Problem to work on:
Of the lines in the data below, write out exactly those from the one holding "the estimate table" through the one holding "let draft_open = Memo::new(move", both included.

--- START ---

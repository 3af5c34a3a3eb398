//! Global Application State Store
//!
//! Uses Leptos reactive_stores for fine-grained reactivity.

use std::cell::RefCell;
use std::rc::Rc;

use leptos::prelude::*;
use reactive_stores::Store;

use crate::cache::RowCache;

/// Global application state with field-level reactivity
#[derive(Clone, Debug, Default, Store)]
pub struct AppState {
    /// Row tree fetched from the service, plus the draft slot
    pub cache: RowCache,
}

impl AppState {
    pub fn new() -> Self {
        Self {
            cache: RowCache::new(),
        }
    }
}

/// Type alias for the store
pub type AppStore = Store<AppState>;

/// Get the app store from context
pub fn use_app_store() -> AppStore {
    expect_context::<AppStore>()
}

/// Shared state the controller reads and mutates across await points.
///
/// Both methods return `None` once the backing state is gone, e.g. a
/// row's signal disposed because the row was re-rendered.
pub trait StateCell<T> {
    fn read_with<R>(&self, f: impl FnOnce(&T) -> R) -> Option<R>;

    /// Mutate and notify readers
    fn write_with<R>(&self, f: impl FnOnce(&mut T) -> R) -> Option<R>;
}

impl StateCell<RowCache> for AppStore {
    fn read_with<R>(&self, f: impl FnOnce(&RowCache) -> R) -> Option<R> {
        self.cache().try_with_untracked(f)
    }

    fn write_with<R>(&self, f: impl FnOnce(&mut RowCache) -> R) -> Option<R> {
        self.cache().try_update(f)
    }
}

impl<T: Send + Sync + 'static> StateCell<T> for RwSignal<T> {
    fn read_with<R>(&self, f: impl FnOnce(&T) -> R) -> Option<R> {
        self.try_with_untracked(f)
    }

    fn write_with<R>(&self, f: impl FnOnce(&mut T) -> R) -> Option<R> {
        self.try_update(f)
    }
}

impl<T> StateCell<T> for Rc<RefCell<T>> {
    fn read_with<R>(&self, f: impl FnOnce(&T) -> R) -> Option<R> {
        Some(f(&self.borrow()))
    }

    fn write_with<R>(&self, f: impl FnOnce(&mut T) -> R) -> Option<R> {
        Some(f(&mut self.borrow_mut()))
    }
}
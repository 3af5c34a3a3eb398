//! Table Row Component
//!
//! One estimate row: level cell plus the five editable inputs.
//! Double-click toggles edit mode, Enter commits, Escape cancels.

use leptos::html;
use leptos::prelude::*;
use leptos::task::spawn_local;

use crate::cache::RowCache;
use crate::components::RowActions;
use crate::context::use_app_context;
use crate::controller;
use crate::editor::RowEditor;
use crate::models::{Row, RowField};
use crate::store::{use_app_store, AppStateStoreFields};

/// A single row in the estimate table
#[component]
pub fn TableRow(row: Row, depth: usize) -> impl IntoView {
    let ctx = use_app_context();
    let store = use_app_store();

    let is_draft = row.is_draft();
    let editor = RwSignal::new(RowEditor::new(&row));
    let name_ref = NodeRef::<html::Input>::new();

    let draft_open = Memo::new(move |_| store.cache().with(RowCache::has_draft));
    let can_add = Signal::derive(move || editor.with(|e| e.can_add_child(draft_open.get())));
    let disabled = move || !editor.with(RowEditor::is_editing) || editor.with(RowEditor::is_busy);

    // Focus the name input once per entry into edit mode
    Effect::new(move |_| {
        if !editor.with(RowEditor::focus_pending) {
            return;
        }
        if let Some(input) = name_ref.get() {
            editor.update(|e| {
                e.take_focus();
            });
            request_animation_frame(move || {
                if input.focus().is_err() {
                    log::debug!("could not focus name input");
                }
            });
        }
    });

    let commit = move || {
        let service = ctx.service();
        spawn_local(async move {
            controller::commit_row(&service, &store, &editor).await;
        });
    };

    let on_add = move |_: ()| {
        controller::add_child(&store, &editor);
    };

    let on_delete = move |_: ()| {
        let service = ctx.service();
        spawn_local(async move {
            controller::delete_row(&service, &store, &editor).await;
        });
    };

    let on_keydown = move |ev: web_sys::KeyboardEvent| match ev.key().as_str() {
        "Enter" => commit(),
        "Escape" => {
            if editor.with_untracked(|e| e.is_editing() && !e.is_draft()) {
                editor.update(|e| {
                    e.toggle_edit();
                });
            }
        }
        _ => {}
    };

    let on_input = move |field: RowField, raw: String| {
        editor.update(|e| {
            if let Err(err) = e.set_field(field, &raw) {
                log::debug!("row {}: {}", e.row_id(), err);
            }
        });
    };

    let input_class = move |field: RowField| {
        move || if editor.with(|e| e.is_invalid(field)) { "invalid" } else { "" }
    };

    let amount_cells = RowField::AMOUNTS
        .into_iter()
        .map(move |field| {
            view! {
                <td>
                    <input
                        type="text"
                        inputmode="decimal"
                        class=input_class(field)
                        prop:value=move || editor.with(|e| e.display(field).to_string())
                        disabled=disabled
                        on:input=move |ev| on_input(field, event_target_value(&ev))
                        on:keydown=on_keydown
                    />
                </td>
            }
        })
        .collect_view();

    view! {
        <tr
            class=if is_draft { "row new-row no-select" } else { "row no-select" }
            on:dblclick=move |_| {
                editor.update(|e| {
                    e.toggle_edit();
                });
            }
        >
            <td>
                <RowActions
                    depth=depth
                    can_add=can_add
                    on_add=on_add
                    on_delete=on_delete
                />
            </td>
            <td>
                <input
                    node_ref=name_ref
                    type="text"
                    class=input_class(RowField::RowName)
                    prop:value=move || editor.with(|e| e.display(RowField::RowName).to_string())
                    disabled=disabled
                    on:input=move |ev| on_input(RowField::RowName, event_target_value(&ev))
                    on:keydown=on_keydown
                />
                {move || editor.with(|e| e.last_error().map(|msg| view! {
                    <div class="row-error">{msg.to_string()}</div>
                }))}
            </td>
            {amount_cells}
        </tr>
    }
}
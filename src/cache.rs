//! Row Cache
//!
//! The last fetched row tree plus the single optional draft row.
//!
//! Published rows are never mutated in place: every change clones the
//! tree, runs the reconciler on the clone and swaps it in, bumping
//! `revision` so readers can tell snapshots apart.

use row_tree::{find, find_delete, find_insert_child, find_mut, find_replace};

use crate::models::{Row, RowId, DRAFT_ROW_ID};

/// Outcome of the most recent list request
#[derive(Debug, Clone, PartialEq, Default)]
pub enum LoadStatus {
    #[default]
    Loading,
    Ready,
    Failed(String),
}

/// What a reader should show
#[derive(Debug, Clone, Copy, PartialEq)]
pub enum CacheView<'a> {
    /// Nothing fetched yet
    Loading,
    /// Nothing fetched, and the last attempt failed
    Failed(&'a str),
    /// Rows to show; `stale_error` is set when a later refetch failed
    Ready {
        rows: &'a [Row],
        stale_error: Option<&'a str>,
    },
}

#[derive(Debug, Clone, Default)]
pub struct RowCache {
    status: LoadStatus,
    rows: Option<Vec<Row>>,
    revision: u64,
    /// Parent of the draft row, while one exists
    draft_parent: Option<RowId>,
}

impl RowCache {
    pub fn new() -> Self {
        Self::default()
    }

    pub fn view(&self) -> CacheView<'_> {
        match (&self.rows, &self.status) {
            (Some(rows), LoadStatus::Failed(msg)) => CacheView::Ready {
                rows,
                stale_error: Some(msg),
            },
            (Some(rows), _) => CacheView::Ready { rows, stale_error: None },
            (None, LoadStatus::Failed(msg)) => CacheView::Failed(msg),
            (None, _) => CacheView::Loading,
        }
    }

    /// Current rows; empty before the first successful load
    pub fn rows(&self) -> &[Row] {
        self.rows.as_deref().unwrap_or(&[])
    }

    #[cfg(test)]
    pub fn status(&self) -> &LoadStatus {
        &self.status
    }

    #[cfg(test)]
    pub fn revision(&self) -> u64 {
        self.revision
    }

    pub fn has_draft(&self) -> bool {
        self.draft_parent.is_some()
    }

    #[cfg(test)]
    pub fn draft_parent(&self) -> Option<RowId> {
        self.draft_parent
    }

    pub fn find(&self, id: RowId) -> Option<&Row> {
        find(self.rows(), id)
    }

    /// Run `mutator` on a copy of the rows and publish the copy if it
    /// reports a change. Before the first load there is nothing to patch
    /// and the call is a no-op.
    pub fn patch<F>(&mut self, mutator: F) -> bool
    where
        F: FnOnce(&mut Vec<Row>) -> bool,
    {
        let Some(current) = &self.rows else {
            log::debug!("patch ignored: rows not loaded");
            return false;
        };
        let mut draft = current.clone();
        if !mutator(&mut draft) {
            return false;
        }
        self.rows = Some(draft);
        self.revision += 1;
        log::trace!("rows patched, revision {}", self.revision);
        true
    }

    /// Mark a list request as started; shown rows stay in place
    pub fn begin_refetch(&mut self) {
        if self.rows.is_none() {
            self.status = LoadStatus::Loading;
            self.revision += 1;
        }
    }

    /// Success replaces the whole tree (dropping any draft); failure keeps
    /// the previous rows and records the error.
    pub fn finish_refetch(&mut self, result: Result<Vec<Row>, String>) {
        match result {
            Ok(rows) => {
                log::info!("loaded {} top-level rows", rows.len());
                self.rows = Some(rows);
                self.status = LoadStatus::Ready;
                self.draft_parent = None;
            }
            Err(msg) => {
                log::error!("failed to load rows: {}", msg);
                self.status = LoadStatus::Failed(msg);
            }
        }
        self.revision += 1;
    }

    /// Append an empty draft row under `parent`.
    ///
    /// Refused while another draft exists or when `parent` is not in the tree.
    pub fn insert_draft(&mut self, parent: RowId) -> bool {
        if let Some(existing) = self.draft_parent {
            log::debug!(
                "draft under {} still open, not adding under {}",
                existing, parent
            );
            return false;
        }
        if parent == DRAFT_ROW_ID {
            return false;
        }
        let inserted = self.patch(|rows| find_insert_child(rows, parent, Row::draft(parent)));
        if inserted {
            self.draft_parent = Some(parent);
        } else {
            log::warn!("cannot add child: row {} not found", parent);
        }
        inserted
    }

    /// Drop the draft row without contacting the service
    pub fn discard_draft(&mut self) -> bool {
        self.draft_parent = None;
        let removed = self.patch(|rows| find_delete(rows, DRAFT_ROW_ID));
        if removed {
            log::debug!("draft discarded");
        }
        removed
    }

    /// Put a saved row in place of `target` (the draft or the row's own id),
    /// then refresh the values of any other rows the server recalculated.
    pub fn apply_saved(&mut self, target: RowId, current: Row, changed: &[Row]) -> bool {
        let saved_id = current.id;
        let applied = self.patch(|rows| {
            let mut touched = find_replace(rows, target, current);
            touched |= apply_changed(rows, changed, saved_id);
            touched
        });
        if target == DRAFT_ROW_ID {
            self.draft_parent = None;
        }
        self.sync_draft_slot();
        if !applied {
            log::warn!("saved row {} had no place in the tree", target);
        }
        applied
    }

    /// Remove `id` and its subtree after a confirmed delete
    pub fn apply_deleted(&mut self, id: RowId, changed: &[Row]) -> bool {
        let removed = self.patch(|rows| {
            let removed = find_delete(rows, id);
            removed | apply_changed(rows, changed, id)
        });
        self.sync_draft_slot();
        if !removed {
            log::warn!("deleted row {} was not in the tree", id);
        }
        removed
    }

    /// Free the draft slot when the draft left the tree along with a
    /// replaced or removed subtree
    fn sync_draft_slot(&mut self) {
        if self.draft_parent.is_some() && self.find(DRAFT_ROW_ID).is_none() {
            log::debug!("draft dropped with its subtree");
            self.draft_parent = None;
        }
    }
}

/// Copy server-recalculated values onto matching rows, keeping their
/// children and skipping `skip` (the row the reply is about).
fn apply_changed(rows: &mut [Row], changed: &[Row], skip: RowId) -> bool {
    let mut touched = false;
    for update in changed.iter().filter(|row| row.id != skip) {
        if let Some(row) = find_mut(rows, update.id) {
            row.copy_values_from(update);
            touched = true;
        }
    }
    touched
}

--- END ---

Solution:
/// A single row in the estimate table
#[component]
pub fn TableRow(row: Row, depth: usize) -> impl IntoView {
    let ctx = use_app_context();
    let store = use_app_store();

    let is_draft = row.is_draft();
    let editor = RwSignal::new(RowEditor::new(&row));
    let name_ref = NodeRef::<html::Input>::new();

    let draft_open = Memo::new(move |_| store.cache().with(RowCache::has_draft));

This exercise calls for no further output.